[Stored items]
//! GPU timestamp queries with host-visible readback.

use std::{
	sync::{Arc, Mutex},
	time::Duration,
};

use ash::vk;
use rustc_hash::FxHashMap;

use crate::{
	cmd::CommandBuffer,
	device::Device,
	interop::MemoryProps,
	resource::{Buffer, BufferCreateInfo},
	Result,
};

const QUERY_COUNT: u32 = 1 << 16;

struct QueryState {
	next: u32,
	begin_queries: FxHashMap<u64, u32>,
}

/// Paired begin/end timestamps keyed by the caller, resolved in command-buffer completion
/// callbacks and averaged over a window of frames.
pub struct QueryPool {
	device: ash::Device,
	handle: vk::QueryPool,
	results: Arc<Buffer>,
	/// Nanoseconds per timestamp tick.
	period: f64,
	state: Mutex<QueryState>,
	ready: Arc<Mutex<FxHashMap<u64, Vec<Duration>>>>,
}

impl QueryPool {
	pub fn new(device: &Device) -> Result<Arc<Self>> {
		let results = Buffer::new(
			device,
			BufferCreateInfo {
				size: QUERY_COUNT as u64 * 8,
				usage: vk::BufferUsageFlags::TRANSFER_DST,
				mem_props: MemoryProps {
					mapped: true,
					download: true,
					..MemoryProps::default()
				},
				..BufferCreateInfo::default()
			},
		)?;

		let period = unsafe {
			device
				.instance()
				.get_physical_device_properties(device.physical_device())
				.limits
				.timestamp_period as f64
		};

		let handle = unsafe {
			device.device().create_query_pool(
				&vk::QueryPoolCreateInfo::default()
					.query_type(vk::QueryType::TIMESTAMP)
					.query_count(QUERY_COUNT),
				None,
			)?
		};
		unsafe {
			device.device().reset_query_pool(handle, 0, QUERY_COUNT);
		}

		Ok(Arc::new(Self {
			device: device.device().clone(),
			handle,
			results,
			period,
			state: Mutex::new(QueryState {
				next: 0,
				begin_queries: FxHashMap::default(),
			}),
			ready: Arc::new(Mutex::new(FxHashMap::default())),
		}))
	}

	/// Stamp the start of a measured span named by `key`.
	pub fn perf_begin(&self, key: u64, cmd: &Arc<CommandBuffer>) {
		let mut state = self.state.lock().unwrap();
		debug_assert!(!state.begin_queries.contains_key(&key));
		let query = state.next;
		state.next = (state.next + 1) % QUERY_COUNT;
		state.begin_queries.insert(key, query);
		unsafe {
			self.device
				.cmd_write_timestamp(cmd.handle(), vk::PipelineStageFlags::TOP_OF_PIPE, self.handle, query);
		}
	}

	/// Stamp the end of the span, queue the readback, and return the rolling average once
	/// `frames` samples have resolved.
	pub fn perf_end(&self, key: u64, cmd: &Arc<CommandBuffer>, frames: u64) -> Option<Duration> {
		let (begin, end) = {
			let mut state = self.state.lock().unwrap();
			let begin = state.begin_queries.remove(&key)?;
			let end = state.next;
			state.next = (state.next + 1) % QUERY_COUNT;
			(begin, end)
		};

		unsafe {
			self.device
				.cmd_write_timestamp(cmd.handle(), vk::PipelineStageFlags::BOTTOM_OF_PIPE, self.handle, end);
			for query in [begin, end] {
				self.device.cmd_copy_query_pool_results(
					cmd.handle(),
					self.handle,
					query,
					1,
					self.results.handle(),
					query as u64 * 8,
					8,
					vk::QueryResultFlags::TYPE_64 | vk::QueryResultFlags::WAIT,
				);
				self.device.cmd_reset_query_pool(cmd.handle(), self.handle, query, 1);
			}
		}

		let results = self.results.clone();
		let ready = self.ready.clone();
		let period = self.period;
		cmd.add_callback(move || {
			let Ok(ptr) = results.map() else { return };
			let ptr = ptr as *mut u64;
			unsafe {
				let start = (ptr.add(begin as usize).read() as f64 * period) as u64;
				let finish = (ptr.add(end as usize).read() as f64 * period) as u64;
				ptr.add(begin as usize).write(0);
				ptr.add(end as usize).write(0);
				ready
					.lock()
					.unwrap()
					.entry(key)
					.or_default()
					.push(Duration::from_nanos(finish.saturating_sub(start)));
			}
		});

		let mut ready = self.ready.lock().unwrap();
		let samples = ready.entry(key).or_default();
		if samples.len() as u64 >= frames {
			let avg = samples.iter().sum::<Duration>() / samples.len() as u32;
			samples.clear();
			return Some(avg);
		}
		None
	}
}

impl Drop for QueryPool {
	fn drop(&mut self) {
		unsafe {
			self.device.destroy_query_pool(self.handle, None);
		}
	}
}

Exercise aim: Report every line above that has the string "Duration" in it.

Response box:
	time::Duration,
	ready: Arc<Mutex<FxHashMap<u64, Vec<Duration>>>>,
	pub fn perf_end(&self, key: u64, cmd: &Arc<CommandBuffer>, frames: u64) -> Option<Duration> {
					.push(Duration::from_nanos(finish.saturating_sub(start)));
			let avg = samples.iter().sum::<Duration>() / samples.len() as u32;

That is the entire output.